BlackBerry's recent release of BES 10.1 is allowing corporations to manage iOS, Android and BlackBerry devices on one Mobile Device Management (MDM) system has been well received. In parallel, there is a lot of chatter about the decision to make BlackBerry 's ubiquitous BBM messaging system available across iOS and Android devices with the potential impact of adding tens of millions of new users to this iconic service.
These important events were followed by the release of the Q5 mid-tier BB10 phone targeted at Europe and Asia. The Q5 is likely to be priced as a replacement to the very popular BlackBerry Curve, which has delighted users throughout the BlackBerry world.
The skeptics and shorts can ignore these items, but the indications are strong that BlackBerry is not just back but is back in spades. Perhaps the most important of the recent moves is the availability of Android's 700,000 applications on BlackBerry phones, eliminating what many believe to be the "ecosystem" disadvantage the shorts believed too great for BlackBerry to overcome.
It was always possible to run Android apps on BlackBerry BB10 devices, but for most of us who are not "techies," the steps were too complex.

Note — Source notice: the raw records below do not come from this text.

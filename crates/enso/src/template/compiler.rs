//! The template compiler walk.
//!
//! One pre-order pass over the parsed markup. Text nodes containing `{{` and
//! elements are offered to the registry's parsers; every node a parser claims
//! gets the next definition index written onto it as a marker. Indices are
//! assigned at claim time, so they are dense and follow document order.

use std::rc::Rc;

use enso_markup::{Attribute, Dom, NodeData, NodeId};
use tracing::error;

use super::blueprint::Blueprint;
use super::definition::NodeDefinition;
use super::parsers::{CompileContext, DirectiveParser};
use super::registry::Registry;
use crate::error::CompileError;

const DIRECTIVE_PREFIX: char = '*';

pub(crate) fn compile(registry: &Registry, dom: Dom, root: NodeId) -> Result<Blueprint, CompileError> {
    let mut compiler = Compiler {
        registry,
        dom,
        definitions: Vec::new(),
    };
    compiler.walk(root)?;
    let Compiler {
        dom, definitions, ..
    } = compiler;
    Ok(Blueprint::new(dom, root, definitions))
}

struct Compiler<'r> {
    registry: &'r Registry,
    dom: Dom,
    definitions: Vec<NodeDefinition>,
}

impl Compiler<'_> {
    fn walk(&mut self, node: NodeId) -> Result<(), CompileError> {
        let descend = match self.dom.data(node) {
            NodeData::Text(text) => {
                if text.contains("{{") {
                    self.visit_text(node)?;
                }
                false
            }
            NodeData::Element { .. } => self.visit_element(node)?,
            NodeData::Fragment => true,
            NodeData::Comment(_) => false,
        };

        if descend {
            let children = self.dom.children(node).to_vec();
            for child in children {
                self.walk(child)?;
            }
        }
        Ok(())
    }

    fn visit_text(&mut self, node: NodeId) -> Result<(), CompileError> {
        let registry = self.registry;
        let mut def = NodeDefinition::new(self.definitions.len());
        for parser in registry.node_parsers() {
            if !parser.matches(&self.dom, node, None) {
                continue;
            }
            if let Some(target) = self.offer(parser, &mut def, node, None)? {
                self.claim(target, def);
                break;
            }
        }
        Ok(())
    }

    /// Returns whether the walk continues into the element's children.
    fn visit_element(&mut self, node: NodeId) -> Result<bool, CompileError> {
        let registry = self.registry;
        let mut def = NodeDefinition::new(self.definitions.len());

        let directives: Vec<Attribute> = self
            .dom
            .attributes(node)
            .iter()
            .filter(|attr| attr.name.starts_with(DIRECTIVE_PREFIX))
            .cloned()
            .collect();

        if let Some((kept, discarded)) = directives.split_first() {
            if !discarded.is_empty() {
                let names: Vec<&str> = discarded.iter().map(|attr| attr.name.as_str()).collect();
                error!(
                    kept = %kept.name,
                    discarded = ?names,
                    "only one structural directive is allowed per node"
                );
                for attr in discarded {
                    self.dom.remove_attribute(node, &attr.name);
                }
            }

            for parser in registry.node_parsers() {
                if !parser.matches(&self.dom, node, Some(kept)) {
                    continue;
                }
                if let Some(target) = self.offer(parser, &mut def, node, Some(kept))? {
                    self.claim(target, def);
                    return Ok(false);
                }
            }
            return Err(CompileError::UnsupportedDirective {
                attribute: kept.name.clone(),
            });
        }

        let attributes = self.dom.attributes(node).to_vec();
        for attribute in &attributes {
            for parser in registry.attribute_parsers() {
                if !parser.matches(&self.dom, node, Some(attribute)) {
                    continue;
                }
                if self.offer(parser, &mut def, node, Some(attribute))?.is_some() {
                    break;
                }
            }
        }
        if def.is_claimed() {
            self.claim(node, def);
        }
        Ok(true)
    }

    /// Runs one parser's preprocess step; on claim, returns the node that
    /// should carry the marker.
    fn offer(
        &mut self,
        parser: &Rc<dyn DirectiveParser>,
        def: &mut NodeDefinition,
        node: NodeId,
        attribute: Option<&Attribute>,
    ) -> Result<Option<NodeId>, CompileError> {
        let mut cx = CompileContext::new(self.registry, &mut self.dom, def.index);
        if !parser.preprocess(&mut cx, def, node, attribute)? {
            return Ok(None);
        }
        let target = cx.replacement().unwrap_or(node);
        def.claim(parser);
        Ok(Some(target))
    }

    fn claim(&mut self, node: NodeId, def: NodeDefinition) {
        self.dom.set_marker(node, def.index);
        self.definitions.push(def);
    }
}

If Jefferies is correct that Android applications will soon be able to run on BlackBerry devices "natively," the impact will be substantial. I am betting they are correct. I am long BBRY.
Disclosure: I am long BBRY. I wrote this article myself, and it expresses my own opinions. I am not receiving compensation for it (other than from Seeking Alpha). I have no business relationship with any company whose stock is mentioned in this article.